Requirement: Going down the data below, set down exactly the line with "pub const REST_BASE_PATH: &str" and each line after it through the line with "pub const ENV_VARS: [(&str, &str);"; no other lines.
Information below:
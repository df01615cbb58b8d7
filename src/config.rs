//! Environment configuration: where it comes from and what it looks like
//! once validated.

use crate::error::{Result, ThemeError};
use crate::schema::Schema;
use base64::engine::general_purpose::STANDARD;
use base64::Engine;
use serde::Deserialize;
use serde_json::{Map, Value};
use std::path::{Path, PathBuf};

/// Path prefix of the Scroll Viewport REST API below the Confluence base URL.
pub const REST_BASE_PATH: &str = "/rest/scroll-viewport/1.0";

/// File name of the config store in the user's home directory.
pub const STORE_FILE_NAME: &str = ".vpconfig.json";

/// Environment variable backing each schema field, in schema order.
pub const ENV_VARS: [(&str, &str); 5] = [
    ("envName", "VPRT_ENV"),
    ("confluenceBaseUrl", "VPRT_CONFLUENCEBASEURL"),
    ("username", "VPRT_USERNAME"),
    ("password", "VPRT_PASSWORD"),
    ("scope", "VPRT_SCOPE"),
];

/// Validated, immutable environment settings. The only way to get one is
/// [`EnvironmentConfig::from_candidate`], so holding one means the schema
/// check passed.
#[derive(Clone, Debug, PartialEq, Eq)]
pub struct EnvironmentConfig {
    env_name: String,
    confluence_base_url: String,
    username: String,
    password: String,
    scope: String,
}

/// Wire shape of a config object; only read after the schema check.
#[derive(Deserialize)]
#[serde(rename_all = "camelCase")]
struct RawEnvironment {
    env_name: String,
    confluence_base_url: String,
    username: String,
    password: String,
    scope: String,
}

impl EnvironmentConfig {
    pub fn from_candidate(candidate: Map<String, Value>) -> Result<Self> {
        if let Some(problem) = Schema::environment().mismatch(&candidate) {
            return Err(ThemeError::InvalidConfigSchema(problem));
        }
        let raw: RawEnvironment = serde_json::from_value(Value::Object(candidate))
            .map_err(|e| ThemeError::InvalidConfigSchema(e.to_string()))?;
        Ok(Self {
            env_name: raw.env_name,
            confluence_base_url: raw.confluence_base_url,
            username: raw.username,
            password: raw.password,
            scope: raw.scope,
        })
    }

    pub fn env_name(&self) -> &str {
        &self.env_name
    }

    pub fn confluence_base_url(&self) -> &str {
        &self.confluence_base_url
    }

    pub fn username(&self) -> &str {
        &self.username
    }

    pub fn scope(&self) -> &str {
        &self.scope
    }

    /// Root of the REST API all theme calls go through.
    pub fn rest_url(&self) -> String {
        format!("{}{}", self.confluence_base_url, REST_BASE_PATH)
    }

    /// Basic auth header value derived from the credentials.
    pub fn authorization(&self) -> String {
        let token = STANDARD.encode(format!("{}:{}", self.username, self.password));
        format!("Basic {token}")
    }
}

/// Where the configuration is read from. Chosen once at startup.
#[derive(Clone, Debug, PartialEq, Eq)]
pub enum ConfigSource {
    /// A named entry of the file-backed store.
    Named(String),
    /// The complete set of `VPRT_*` environment variables.
    Environment,
}

impl ConfigSource {
    pub fn detect(env_name: Option<&str>) -> Self {
        match env_name {
            Some(name) => ConfigSource::Named(name.to_string()),
            None => ConfigSource::Environment,
        }
    }
}

/// Produces the raw, not yet validated configuration object.
pub trait ConfigProvider {
    fn resolve(&self, source: &ConfigSource) -> Result<Map<String, Value>>;
}

/// Reads named entries from a JSON store file and falls back to process
/// environment variables.
pub struct FileConfigProvider {
    store_path: PathBuf,
    lookup_var: Box<dyn Fn(&str) -> Option<String> + Send + Sync>,
}

impl FileConfigProvider {
    pub fn new(store_path: impl Into<PathBuf>) -> Self {
        Self {
            store_path: store_path.into(),
            lookup_var: Box::new(|key| std::env::var(key).ok()),
        }
    }

    /// Store at `~/.vpconfig.json`, or the working directory when no home
    /// directory is known.
    pub fn from_home() -> Self {
        let dir = dirs::home_dir().unwrap_or_else(|| PathBuf::from("."));
        Self::new(dir.join(STORE_FILE_NAME))
    }

    /// Replaces the environment variable lookup.
    pub fn with_var_lookup(
        mut self,
        lookup: impl Fn(&str) -> Option<String> + Send + Sync + 'static,
    ) -> Self {
        self.lookup_var = Box::new(lookup);
        self
    }

    pub fn store_path(&self) -> &Path {
        &self.store_path
    }

    fn from_store(&self, env_name: &str) -> Result<Map<String, Value>> {
        let not_found = |reason: String| ThemeError::ConfigNotFound {
            env_name: env_name.to_string(),
            path: self.store_path.clone(),
            reason,
        };

        let data = std::fs::read_to_string(&self.store_path).map_err(|e| not_found(e.to_string()))?;
        let mut store: Map<String, Value> =
            serde_json::from_str(&data).map_err(|e| not_found(e.to_string()))?;

        match store.remove(env_name) {
            Some(Value::Object(entry)) => Ok(entry),
            Some(_) => Err(not_found("entry is not an object".to_string())),
            None => Err(not_found("no such entry".to_string())),
        }
    }

    fn from_environment(&self) -> Result<Map<String, Value>> {
        let mut found = Map::new();
        let mut missing = Vec::new();
        for (field, var) in ENV_VARS {
            match (self.lookup_var)(var).filter(|value| !value.is_empty()) {
                Some(value) => {
                    found.insert(field.to_string(), Value::String(value));
                }
                None => missing.push(var.to_string()),
            }
        }

        if missing.is_empty() {
            Ok(found)
        } else {
            Err(ThemeError::IncompleteEnvironment { missing })
        }
    }
}

impl ConfigProvider for FileConfigProvider {
    fn resolve(&self, source: &ConfigSource) -> Result<Map<String, Value>> {
        match source {
            ConfigSource::Named(env_name) => self.from_store(env_name),
            ConfigSource::Environment => self.from_environment(),
        }
    }
}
End of Information.
Task output:
pub const REST_BASE_PATH: &str = "/rest/scroll-viewport/1.0";

/// File name of the config store in the user's home directory.
pub const STORE_FILE_NAME: &str = ".vpconfig.json";

/// Environment variable backing each schema field, in schema order.
pub const ENV_VARS: [(&str, &str); 5] = [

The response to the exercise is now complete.